How to provide good sleep quality

How to provide good sleep quality

Only by eating well and sleeping well can you have a healthy body. The quality of sleep has a great impact on human health. If you cannot sleep well for a long time, it will seriously harm your body. You will not have the energy to do things, and your work and study efficiency will be low. In many cases, poor sleep is caused by too much mental stress, staying up late, etc. White-collar workers will forget to eat and sleep when they work, so of course they will not sleep well. So, how to improve sleep quality?

1. Take off the things you did during the day along with your clothes before going to bed. We don’t go to bed because tension and trivial matters prevent us from relaxing. Remember the advice of psychologists: try to live in the present and don't clutter your mind with painful memories of the past or unresolved problems of the future. Clear yourself of negative emotions such as anger, resentment and jealousy. Therefore, don't think about revenge plans in your mind at night, it's better to think about something pleasant.
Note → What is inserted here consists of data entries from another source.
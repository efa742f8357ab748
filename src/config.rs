//! TOML configuration for the `agent-router` binary
//!
//! The library never reads configuration or the environment itself; the
//! binary loads a [`RouterConfig`] and wires backends from it. Credentials are
//! referenced by environment variable name and resolved on demand.

use crate::llm::{AgentRoutingSpecListType, ModelClientProperties};
use serde::{Deserialize, Serialize};
use std::path::{Path, PathBuf};
use thiserror::Error;

/// Top-level router configuration
#[derive(Debug, Clone, Serialize, Deserialize, PartialEq)]
pub struct RouterConfig {
    pub registry: RegistrySection,
    #[serde(default)]
    pub routing: RoutingSection,
    pub llm: Option<LlmSection>,
    pub embedding: Option<EmbeddingSection>,
    pub vector: Option<VectorSection>,
}

/// Agent registry source
#[derive(Debug, Clone, Serialize, Deserialize, PartialEq)]
pub struct RegistrySection {
    /// JSON file holding the agent routing specs
    pub path: PathBuf,
}

#[derive(Debug, Clone, Default, Serialize, Deserialize, PartialEq)]
pub struct RoutingSection {
    #[serde(default)]
    pub strategy: RoutingStrategy,
}

/// Resolution strategy selection
#[derive(Debug, Clone, Copy, Default, Serialize, Deserialize, PartialEq, Eq)]
#[serde(rename_all = "lowercase")]
pub enum RoutingStrategy {
    #[default]
    Llm,
    Vector,
    Hybrid,
}

impl RoutingStrategy {
    fn needs_llm(&self) -> bool {
        matches!(self, Self::Llm | Self::Hybrid)
    }

    fn needs_vector(&self) -> bool {
        matches!(self, Self::Vector | Self::Hybrid)
    }
}

/// Model client settings
#[derive(Debug, Clone, Serialize, Deserialize, PartialEq)]
pub struct LlmSection {
    /// openai, anthropic, gemini, ollama or other
    pub provider: String,
    pub model: String,
    /// Environment variable containing the API key
    pub api_key_env: Option<String>,
    pub base_url: Option<String>,
    #[serde(default = "default_max_tokens")]
    pub max_tokens: u32,
    #[serde(default)]
    pub temperature: f32,
    pub format: Option<String>,
    pub top_k: Option<u32>,
    pub top_p: Option<f32>,
    /// Prompt template file; the built-in prompt is used when absent
    pub prompt_file: Option<PathBuf>,
    #[serde(default)]
    pub agents_list: AgentRoutingSpecListType,
}

fn default_max_tokens() -> u32 {
    2000
}

/// Embedding backend selection
#[derive(Debug, Clone, Copy, Default, Serialize, Deserialize, PartialEq, Eq)]
#[serde(rename_all = "lowercase")]
pub enum EmbeddingProvider {
    #[default]
    Ollama,
    OpenAi,
}

#[derive(Debug, Clone, Serialize, Deserialize, PartialEq)]
pub struct EmbeddingSection {
    #[serde(default)]
    pub provider: EmbeddingProvider,
    /// Endpoint URL; provider default when absent
    pub url: Option<String>,
    /// Model name; provider default when absent
    pub model: Option<String>,
    #[serde(default = "default_batch_size")]
    pub batch_size: usize,
    pub api_key_env: Option<String>,
}

fn default_batch_size() -> usize {
    crate::vector::DEFAULT_BATCH_SIZE
}

#[derive(Debug, Clone, Serialize, Deserialize, PartialEq)]
pub struct VectorSection {
    /// JSON array of `{"agentName", "text"}` documents to seed at startup
    pub seed_file: Option<PathBuf>,
    #[serde(default = "default_limit")]
    pub limit: usize,
}

fn default_limit() -> usize {
    crate::vector::DEFAULT_LIMIT
}

/// Configuration loading errors
#[derive(Debug, Error)]
pub enum ConfigError {
    #[error("Failed to read config file: {0}")]
    FileRead(#[from] std::io::Error),
    #[error("Failed to parse TOML: {0}")]
    TomlParse(#[from] toml::de::Error),
    #[error("Environment variable not found: {0}")]
    EnvVarNotFound(String),
    #[error("Invalid configuration: {0}")]
    InvalidConfig(String),
}

impl RouterConfig {
    /// Load and validate configuration from a TOML file
    pub fn load_from_file(path: &Path) -> Result<Self, ConfigError> {
        let content = std::fs::read_to_string(path)?;
        Self::from_toml_str(&content)
    }

    /// Parse and validate configuration from TOML text
    pub fn from_toml_str(content: &str) -> Result<Self, ConfigError> {
        let config: RouterConfig = toml::from_str(content)?;
        config.validate()?;
        Ok(config)
    }

    /// Check that the chosen strategy has the sections it needs
    pub fn validate(&self) -> Result<(), ConfigError> {
        let strategy = self.routing.strategy;

        if strategy.needs_llm() && self.llm.is_none() {
            return Err(ConfigError::InvalidConfig(format!(
                "{strategy:?} routing strategy requires an [llm] section"
            )));
        }
        if strategy.needs_vector() {
            if self.embedding.is_none() {
                return Err(ConfigError::InvalidConfig(format!(
                    "{strategy:?} routing strategy requires an [embedding] section"
                )));
            }
            let vector = self.vector.as_ref().ok_or_else(|| {
                ConfigError::InvalidConfig(format!(
                    "{strategy:?} routing strategy requires a [vector] section"
                ))
            })?;
            if vector.limit == 0 {
                return Err(ConfigError::InvalidConfig(
                    "vector.limit must be greater than zero".to_string(),
                ));
            }
        }
        if let Some(embedding) = &self.embedding {
            if embedding.batch_size == 0 {
                return Err(ConfigError::InvalidConfig(
                    "embedding.batch_size must be greater than zero".to_string(),
                ));
            }
        }
        if let Some(llm) = &self.llm {
            if !(0.0..=2.0).contains(&llm.temperature) {
                return Err(ConfigError::InvalidConfig(format!(
                    "llm.temperature {} is outside 0.0..=2.0",
                    llm.temperature
                )));
            }
        }
        Ok(())
    }

    /// Helper method to get environment variable with consistent error handling
    fn get_env_var_optional(env_var_name: Option<&String>) -> Option<String> {
        env_var_name.and_then(|name| std::env::var(name).ok())
    }

    /// Helper method to get environment variable with error propagation
    fn get_env_var_required(env_var_name: &str) -> Result<String, ConfigError> {
        std::env::var(env_var_name)
            .map_err(|_| ConfigError::EnvVarNotFound(env_var_name.to_string()))
    }

    /// Model client properties with the API key resolved from the environment
    ///
    /// A configured but unset `api_key_env` is an error; no `api_key_env` at
    /// all means the backend needs no key.
    pub fn model_client_properties(&self) -> Result<ModelClientProperties, ConfigError> {
        let llm = self
            .llm
            .as_ref()
            .ok_or_else(|| ConfigError::InvalidConfig("missing [llm] section".to_string()))?;

        let api_key = llm
            .api_key_env
            .as_deref()
            .map(Self::get_env_var_required)
            .transpose()?;

        Ok(ModelClientProperties {
            provider: llm.provider.clone(),
            api_key,
            base_url: llm.base_url.clone(),
            model: llm.model.clone(),
            max_tokens: llm.max_tokens,
            temperature: llm.temperature,
            format: llm.format.clone(),
            top_k: llm.top_k,
            top_p: llm.top_p,
        })
    }

    /// Embedding API key, if an `api_key_env` is configured and set
    pub fn get_embedding_api_key(&self) -> Option<String> {
        Self::get_env_var_optional(
            self.embedding
                .as_ref()
                .and_then(|embedding| embedding.api_key_env.as_ref()),
        )
    }
}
2. Mozart's music and the noise of electric fans - the best way to treat insomnia. Compared with other classical music, Mozart's music is most effective in treating insomnia. It normalizes blood pressure and pulse and reduces nervous tension. But if you are not a fan of his music, you can also listen to other soothing instrumental music before going to bed. It’s best if the music includes the sound of waves hitting the shore and the cries of seagulls - it can make you relax. If all else fails, turn on a fan; the monotonous hum will lull you to sleep.

3: Walking the dog First, communicating with your four-legged friend will greatly reduce nervousness. Second, whether you like it or not, you have to take it for a walk in the evening. A half-hour walk before bed can help soothe your nervous system. Try to avoid negative emotions and anxious thoughts while you diffuse. All this will give you a peaceful dream. 4: Don’t eat a full meal after 7pm. This is not only good for sleep, but also for your body. Therefore, if you don’t have enough dinner, drink some yogurt or eat some fruit. 5. Take an essential oil bath or sea salt bath to relax. The water temperature should not exceed 37 degrees Celsius and soak for 10-15 minutes. Then get into bed immediately.

4. Make sure you go to bed on time. If you can do this, insomnia will not be a problem because your body already "knows" it's time to go to bed.

Many people think that they don’t get enough sleep on weekdays and they can make up for it by having a good sleep on weekends. This is actually not true. High-quality sleep requires sufficient sleep time. It is understandable to make up for the sleep on the weekends if you do not sleep well occasionally, but over time it will disrupt your biological clock and have a great impact on your body. Foods that help sleep include milk, dates, lotus root, etc.